** Opening DATA TO USE block **

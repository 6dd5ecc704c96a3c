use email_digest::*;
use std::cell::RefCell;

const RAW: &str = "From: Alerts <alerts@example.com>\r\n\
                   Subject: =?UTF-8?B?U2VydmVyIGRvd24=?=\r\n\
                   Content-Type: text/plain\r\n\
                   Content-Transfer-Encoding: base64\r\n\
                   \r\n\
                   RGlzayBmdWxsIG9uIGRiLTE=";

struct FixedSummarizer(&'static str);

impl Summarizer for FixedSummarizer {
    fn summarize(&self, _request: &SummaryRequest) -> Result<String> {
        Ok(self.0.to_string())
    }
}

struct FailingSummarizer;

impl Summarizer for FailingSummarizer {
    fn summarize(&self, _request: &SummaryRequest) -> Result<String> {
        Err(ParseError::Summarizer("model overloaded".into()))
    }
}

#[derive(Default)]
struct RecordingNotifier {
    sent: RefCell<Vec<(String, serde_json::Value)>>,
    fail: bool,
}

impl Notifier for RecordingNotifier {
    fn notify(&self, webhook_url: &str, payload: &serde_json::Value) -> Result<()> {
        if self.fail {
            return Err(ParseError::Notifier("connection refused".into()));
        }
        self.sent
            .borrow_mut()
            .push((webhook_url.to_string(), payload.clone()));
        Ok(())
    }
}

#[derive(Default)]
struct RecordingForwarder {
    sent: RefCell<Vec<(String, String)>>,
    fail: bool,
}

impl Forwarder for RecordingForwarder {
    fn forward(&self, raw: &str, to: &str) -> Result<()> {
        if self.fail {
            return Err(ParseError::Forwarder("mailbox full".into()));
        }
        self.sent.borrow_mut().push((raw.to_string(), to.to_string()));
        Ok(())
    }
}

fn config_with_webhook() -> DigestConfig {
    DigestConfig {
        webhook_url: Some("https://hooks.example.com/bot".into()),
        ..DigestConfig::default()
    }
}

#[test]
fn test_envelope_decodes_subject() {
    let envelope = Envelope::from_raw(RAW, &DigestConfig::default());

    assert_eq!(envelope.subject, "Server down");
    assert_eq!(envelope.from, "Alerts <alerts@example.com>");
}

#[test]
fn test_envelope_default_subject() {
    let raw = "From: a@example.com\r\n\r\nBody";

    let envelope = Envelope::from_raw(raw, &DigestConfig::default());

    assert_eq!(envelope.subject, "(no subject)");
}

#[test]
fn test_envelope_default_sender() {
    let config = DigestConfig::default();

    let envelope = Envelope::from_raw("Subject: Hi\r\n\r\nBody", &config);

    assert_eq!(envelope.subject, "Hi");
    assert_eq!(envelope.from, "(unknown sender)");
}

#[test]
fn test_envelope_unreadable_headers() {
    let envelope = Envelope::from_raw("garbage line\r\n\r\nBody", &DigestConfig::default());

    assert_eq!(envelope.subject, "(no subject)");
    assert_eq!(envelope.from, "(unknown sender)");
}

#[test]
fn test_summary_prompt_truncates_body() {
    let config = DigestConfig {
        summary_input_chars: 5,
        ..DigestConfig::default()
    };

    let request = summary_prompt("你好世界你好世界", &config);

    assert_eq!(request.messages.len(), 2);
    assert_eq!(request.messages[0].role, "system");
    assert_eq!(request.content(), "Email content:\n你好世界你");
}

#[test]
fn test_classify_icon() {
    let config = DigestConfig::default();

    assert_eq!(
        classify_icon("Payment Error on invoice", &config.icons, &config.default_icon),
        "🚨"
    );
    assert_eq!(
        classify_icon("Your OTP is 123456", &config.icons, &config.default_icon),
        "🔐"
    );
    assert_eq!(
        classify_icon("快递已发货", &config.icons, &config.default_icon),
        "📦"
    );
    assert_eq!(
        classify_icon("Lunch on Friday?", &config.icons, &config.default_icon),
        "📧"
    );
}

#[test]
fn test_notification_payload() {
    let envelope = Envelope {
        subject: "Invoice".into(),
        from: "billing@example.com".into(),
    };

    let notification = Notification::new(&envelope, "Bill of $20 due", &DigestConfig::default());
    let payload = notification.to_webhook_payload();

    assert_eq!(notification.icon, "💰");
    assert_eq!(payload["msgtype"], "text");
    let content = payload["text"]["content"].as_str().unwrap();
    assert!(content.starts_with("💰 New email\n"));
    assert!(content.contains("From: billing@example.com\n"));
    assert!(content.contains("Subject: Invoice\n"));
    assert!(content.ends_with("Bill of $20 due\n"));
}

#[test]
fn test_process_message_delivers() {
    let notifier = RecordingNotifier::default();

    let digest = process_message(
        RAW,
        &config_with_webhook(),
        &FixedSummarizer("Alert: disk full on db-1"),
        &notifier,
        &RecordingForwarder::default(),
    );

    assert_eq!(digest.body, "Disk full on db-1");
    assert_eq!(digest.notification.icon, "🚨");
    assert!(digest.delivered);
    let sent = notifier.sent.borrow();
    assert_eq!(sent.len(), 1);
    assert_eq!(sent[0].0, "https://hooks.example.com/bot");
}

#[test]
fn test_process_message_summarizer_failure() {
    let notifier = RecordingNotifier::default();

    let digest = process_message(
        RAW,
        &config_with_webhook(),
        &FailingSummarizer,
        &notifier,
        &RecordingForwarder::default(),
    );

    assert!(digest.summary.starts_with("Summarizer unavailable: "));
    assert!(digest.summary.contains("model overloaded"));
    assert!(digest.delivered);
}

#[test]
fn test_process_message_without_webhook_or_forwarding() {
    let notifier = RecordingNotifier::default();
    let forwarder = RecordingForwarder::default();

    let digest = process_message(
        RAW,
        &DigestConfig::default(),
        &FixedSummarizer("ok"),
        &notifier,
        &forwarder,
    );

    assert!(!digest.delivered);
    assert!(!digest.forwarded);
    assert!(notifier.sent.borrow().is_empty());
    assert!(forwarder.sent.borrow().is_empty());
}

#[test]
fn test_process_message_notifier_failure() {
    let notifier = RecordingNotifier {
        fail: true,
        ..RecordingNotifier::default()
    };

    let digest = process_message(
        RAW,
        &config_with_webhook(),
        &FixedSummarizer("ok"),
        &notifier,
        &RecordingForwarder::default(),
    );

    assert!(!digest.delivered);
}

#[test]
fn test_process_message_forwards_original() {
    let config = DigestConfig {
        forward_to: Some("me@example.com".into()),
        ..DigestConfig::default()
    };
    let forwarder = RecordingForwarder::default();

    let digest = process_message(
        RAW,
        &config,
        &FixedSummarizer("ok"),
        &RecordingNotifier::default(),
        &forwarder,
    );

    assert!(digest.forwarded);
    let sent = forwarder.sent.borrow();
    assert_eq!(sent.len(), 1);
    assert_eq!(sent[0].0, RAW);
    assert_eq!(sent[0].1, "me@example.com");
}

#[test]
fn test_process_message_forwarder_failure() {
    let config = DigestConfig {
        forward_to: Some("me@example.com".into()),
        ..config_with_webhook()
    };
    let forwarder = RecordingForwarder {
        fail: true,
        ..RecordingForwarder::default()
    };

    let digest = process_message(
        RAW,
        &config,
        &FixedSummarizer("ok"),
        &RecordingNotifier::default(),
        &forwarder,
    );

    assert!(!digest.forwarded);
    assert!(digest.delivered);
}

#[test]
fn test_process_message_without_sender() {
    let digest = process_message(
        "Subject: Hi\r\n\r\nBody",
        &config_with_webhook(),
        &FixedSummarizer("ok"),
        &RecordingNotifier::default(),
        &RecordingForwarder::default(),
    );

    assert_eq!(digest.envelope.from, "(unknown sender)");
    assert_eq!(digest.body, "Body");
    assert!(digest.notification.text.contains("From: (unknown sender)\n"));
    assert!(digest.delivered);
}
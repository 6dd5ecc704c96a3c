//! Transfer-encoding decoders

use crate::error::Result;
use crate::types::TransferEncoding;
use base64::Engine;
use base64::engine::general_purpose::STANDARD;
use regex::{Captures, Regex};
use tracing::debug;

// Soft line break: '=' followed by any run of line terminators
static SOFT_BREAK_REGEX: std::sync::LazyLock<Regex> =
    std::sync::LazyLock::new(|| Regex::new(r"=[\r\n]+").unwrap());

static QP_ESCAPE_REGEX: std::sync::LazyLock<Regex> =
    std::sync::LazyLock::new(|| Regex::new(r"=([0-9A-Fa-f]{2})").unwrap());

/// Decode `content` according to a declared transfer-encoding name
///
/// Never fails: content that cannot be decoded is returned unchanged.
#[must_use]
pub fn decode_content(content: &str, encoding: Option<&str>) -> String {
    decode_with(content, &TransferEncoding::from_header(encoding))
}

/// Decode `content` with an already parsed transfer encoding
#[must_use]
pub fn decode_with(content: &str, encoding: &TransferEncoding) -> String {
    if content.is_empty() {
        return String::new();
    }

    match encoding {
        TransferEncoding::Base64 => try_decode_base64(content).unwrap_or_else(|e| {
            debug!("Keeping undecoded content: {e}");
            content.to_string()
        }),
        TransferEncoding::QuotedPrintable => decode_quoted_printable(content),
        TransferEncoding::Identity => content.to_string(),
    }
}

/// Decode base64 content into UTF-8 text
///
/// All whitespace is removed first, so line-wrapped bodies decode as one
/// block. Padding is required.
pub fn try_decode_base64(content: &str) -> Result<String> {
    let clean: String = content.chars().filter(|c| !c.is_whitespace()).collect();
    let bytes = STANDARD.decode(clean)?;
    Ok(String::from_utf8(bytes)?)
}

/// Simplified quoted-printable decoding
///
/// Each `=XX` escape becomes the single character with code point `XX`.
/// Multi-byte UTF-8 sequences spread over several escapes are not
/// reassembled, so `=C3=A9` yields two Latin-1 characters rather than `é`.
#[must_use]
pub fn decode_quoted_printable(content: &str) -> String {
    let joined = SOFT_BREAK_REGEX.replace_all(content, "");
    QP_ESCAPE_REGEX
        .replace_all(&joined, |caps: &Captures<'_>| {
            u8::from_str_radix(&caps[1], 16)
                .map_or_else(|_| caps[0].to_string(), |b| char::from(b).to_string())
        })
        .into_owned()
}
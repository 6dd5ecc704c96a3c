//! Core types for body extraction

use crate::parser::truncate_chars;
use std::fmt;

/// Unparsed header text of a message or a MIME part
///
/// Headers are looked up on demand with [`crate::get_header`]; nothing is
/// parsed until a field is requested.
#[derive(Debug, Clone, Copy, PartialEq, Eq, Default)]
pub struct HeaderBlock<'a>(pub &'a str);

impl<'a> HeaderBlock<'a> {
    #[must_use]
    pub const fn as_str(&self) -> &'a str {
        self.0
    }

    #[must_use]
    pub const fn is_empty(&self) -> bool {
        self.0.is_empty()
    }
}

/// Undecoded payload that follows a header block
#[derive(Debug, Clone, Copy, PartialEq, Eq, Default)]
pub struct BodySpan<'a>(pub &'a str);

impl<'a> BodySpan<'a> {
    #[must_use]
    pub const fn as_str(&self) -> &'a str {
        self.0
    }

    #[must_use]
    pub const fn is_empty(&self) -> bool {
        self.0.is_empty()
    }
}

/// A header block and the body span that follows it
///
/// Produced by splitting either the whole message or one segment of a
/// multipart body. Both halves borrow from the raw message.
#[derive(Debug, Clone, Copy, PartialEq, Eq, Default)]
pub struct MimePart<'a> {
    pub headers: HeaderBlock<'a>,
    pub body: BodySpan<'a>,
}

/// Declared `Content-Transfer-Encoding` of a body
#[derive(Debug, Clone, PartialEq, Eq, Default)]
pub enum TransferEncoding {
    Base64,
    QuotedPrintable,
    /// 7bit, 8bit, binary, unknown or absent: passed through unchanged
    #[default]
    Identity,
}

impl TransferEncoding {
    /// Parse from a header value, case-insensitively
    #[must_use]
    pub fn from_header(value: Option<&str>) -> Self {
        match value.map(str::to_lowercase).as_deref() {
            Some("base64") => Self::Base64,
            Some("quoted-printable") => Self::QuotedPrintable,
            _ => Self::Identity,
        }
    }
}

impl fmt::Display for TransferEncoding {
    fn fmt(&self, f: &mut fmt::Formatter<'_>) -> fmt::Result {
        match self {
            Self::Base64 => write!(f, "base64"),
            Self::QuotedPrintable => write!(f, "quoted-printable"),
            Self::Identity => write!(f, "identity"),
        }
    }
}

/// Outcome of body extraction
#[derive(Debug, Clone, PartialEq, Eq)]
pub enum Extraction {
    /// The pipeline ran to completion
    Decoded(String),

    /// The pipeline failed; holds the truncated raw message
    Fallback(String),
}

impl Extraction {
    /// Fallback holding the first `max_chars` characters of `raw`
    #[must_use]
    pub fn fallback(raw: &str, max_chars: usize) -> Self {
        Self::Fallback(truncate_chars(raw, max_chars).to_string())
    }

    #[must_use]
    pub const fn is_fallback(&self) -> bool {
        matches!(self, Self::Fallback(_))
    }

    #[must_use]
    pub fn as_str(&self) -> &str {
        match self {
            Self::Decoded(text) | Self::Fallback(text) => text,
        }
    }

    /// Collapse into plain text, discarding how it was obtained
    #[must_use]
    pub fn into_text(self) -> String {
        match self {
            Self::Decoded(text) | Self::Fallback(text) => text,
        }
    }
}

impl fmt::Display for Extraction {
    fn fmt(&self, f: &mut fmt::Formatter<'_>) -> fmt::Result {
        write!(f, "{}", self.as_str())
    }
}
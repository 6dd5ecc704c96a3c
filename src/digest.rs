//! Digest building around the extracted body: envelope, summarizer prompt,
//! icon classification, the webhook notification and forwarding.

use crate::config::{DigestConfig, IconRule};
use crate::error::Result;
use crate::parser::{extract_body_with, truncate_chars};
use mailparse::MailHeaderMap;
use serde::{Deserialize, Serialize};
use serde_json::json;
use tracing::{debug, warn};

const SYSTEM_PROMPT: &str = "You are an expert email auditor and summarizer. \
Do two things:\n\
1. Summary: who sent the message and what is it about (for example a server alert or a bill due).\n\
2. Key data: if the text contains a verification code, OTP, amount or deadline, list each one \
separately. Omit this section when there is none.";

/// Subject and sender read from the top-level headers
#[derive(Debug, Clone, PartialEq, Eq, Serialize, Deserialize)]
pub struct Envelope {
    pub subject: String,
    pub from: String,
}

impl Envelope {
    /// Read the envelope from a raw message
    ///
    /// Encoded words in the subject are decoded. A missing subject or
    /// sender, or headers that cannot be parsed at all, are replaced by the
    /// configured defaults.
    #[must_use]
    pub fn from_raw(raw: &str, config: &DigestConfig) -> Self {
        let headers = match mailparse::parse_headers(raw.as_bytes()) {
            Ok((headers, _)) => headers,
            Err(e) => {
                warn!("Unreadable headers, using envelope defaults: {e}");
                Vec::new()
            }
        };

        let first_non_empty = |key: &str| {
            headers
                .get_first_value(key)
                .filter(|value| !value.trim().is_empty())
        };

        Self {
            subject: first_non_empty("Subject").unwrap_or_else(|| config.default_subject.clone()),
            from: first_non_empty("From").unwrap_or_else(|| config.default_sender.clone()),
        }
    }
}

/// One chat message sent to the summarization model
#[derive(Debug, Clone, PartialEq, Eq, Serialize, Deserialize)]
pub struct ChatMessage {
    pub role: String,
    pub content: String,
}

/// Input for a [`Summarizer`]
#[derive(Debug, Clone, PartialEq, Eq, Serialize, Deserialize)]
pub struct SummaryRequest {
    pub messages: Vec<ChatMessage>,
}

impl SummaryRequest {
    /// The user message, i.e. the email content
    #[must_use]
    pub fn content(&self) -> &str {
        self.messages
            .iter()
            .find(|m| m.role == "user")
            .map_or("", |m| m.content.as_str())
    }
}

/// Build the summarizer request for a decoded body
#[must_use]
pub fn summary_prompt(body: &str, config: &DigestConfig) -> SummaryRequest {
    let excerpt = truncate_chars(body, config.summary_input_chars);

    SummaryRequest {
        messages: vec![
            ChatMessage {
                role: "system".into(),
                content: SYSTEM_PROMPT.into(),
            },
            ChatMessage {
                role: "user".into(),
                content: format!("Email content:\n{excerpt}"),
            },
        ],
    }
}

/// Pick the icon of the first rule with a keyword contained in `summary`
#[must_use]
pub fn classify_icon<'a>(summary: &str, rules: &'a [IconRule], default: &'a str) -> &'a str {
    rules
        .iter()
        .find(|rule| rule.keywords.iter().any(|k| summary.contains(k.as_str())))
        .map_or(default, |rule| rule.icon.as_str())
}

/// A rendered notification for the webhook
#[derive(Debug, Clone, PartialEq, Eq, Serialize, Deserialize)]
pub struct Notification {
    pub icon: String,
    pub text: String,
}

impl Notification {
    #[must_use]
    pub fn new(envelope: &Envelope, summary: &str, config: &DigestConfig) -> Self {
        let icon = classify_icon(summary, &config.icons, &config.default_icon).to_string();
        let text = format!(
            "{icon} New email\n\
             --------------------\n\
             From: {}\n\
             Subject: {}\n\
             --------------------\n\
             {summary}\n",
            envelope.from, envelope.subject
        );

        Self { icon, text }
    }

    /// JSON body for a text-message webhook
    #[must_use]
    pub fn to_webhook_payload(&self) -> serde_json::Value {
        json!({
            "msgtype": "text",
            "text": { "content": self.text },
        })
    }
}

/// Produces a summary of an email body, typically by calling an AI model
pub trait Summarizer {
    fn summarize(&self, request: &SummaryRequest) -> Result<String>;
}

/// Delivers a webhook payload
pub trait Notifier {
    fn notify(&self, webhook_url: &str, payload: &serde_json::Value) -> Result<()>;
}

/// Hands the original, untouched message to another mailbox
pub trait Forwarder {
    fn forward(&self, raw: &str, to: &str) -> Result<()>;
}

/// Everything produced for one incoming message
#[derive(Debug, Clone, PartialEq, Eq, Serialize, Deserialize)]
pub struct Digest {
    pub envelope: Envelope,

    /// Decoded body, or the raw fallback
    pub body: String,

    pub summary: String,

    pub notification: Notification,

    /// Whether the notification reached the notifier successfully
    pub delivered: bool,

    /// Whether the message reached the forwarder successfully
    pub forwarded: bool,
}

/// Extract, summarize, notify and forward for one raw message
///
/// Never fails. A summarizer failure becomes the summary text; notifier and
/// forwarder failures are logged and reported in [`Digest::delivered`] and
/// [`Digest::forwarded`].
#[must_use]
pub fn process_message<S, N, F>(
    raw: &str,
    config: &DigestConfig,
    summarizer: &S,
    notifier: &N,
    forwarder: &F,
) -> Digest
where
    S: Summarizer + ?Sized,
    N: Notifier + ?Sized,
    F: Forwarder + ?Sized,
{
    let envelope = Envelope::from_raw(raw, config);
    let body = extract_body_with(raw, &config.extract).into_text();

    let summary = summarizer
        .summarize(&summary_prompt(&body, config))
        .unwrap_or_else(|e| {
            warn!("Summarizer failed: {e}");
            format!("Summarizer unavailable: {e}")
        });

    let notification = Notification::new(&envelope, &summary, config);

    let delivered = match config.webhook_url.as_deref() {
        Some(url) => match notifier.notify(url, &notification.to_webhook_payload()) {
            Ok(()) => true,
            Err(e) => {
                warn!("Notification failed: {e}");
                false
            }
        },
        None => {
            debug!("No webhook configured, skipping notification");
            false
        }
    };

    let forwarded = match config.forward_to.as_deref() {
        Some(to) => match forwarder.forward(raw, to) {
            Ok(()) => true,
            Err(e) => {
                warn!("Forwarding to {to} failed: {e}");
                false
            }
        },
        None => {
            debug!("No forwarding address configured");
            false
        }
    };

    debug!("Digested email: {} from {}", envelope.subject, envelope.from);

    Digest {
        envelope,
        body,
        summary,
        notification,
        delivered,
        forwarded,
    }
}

** Closing DATA TO USE block **

**GOAL OF THE EXERCISE:** Every line in the entries that contains the word "parser" should be counted, and the total stated alone.

**RESPONSE TO THIS EXERCISE:** 2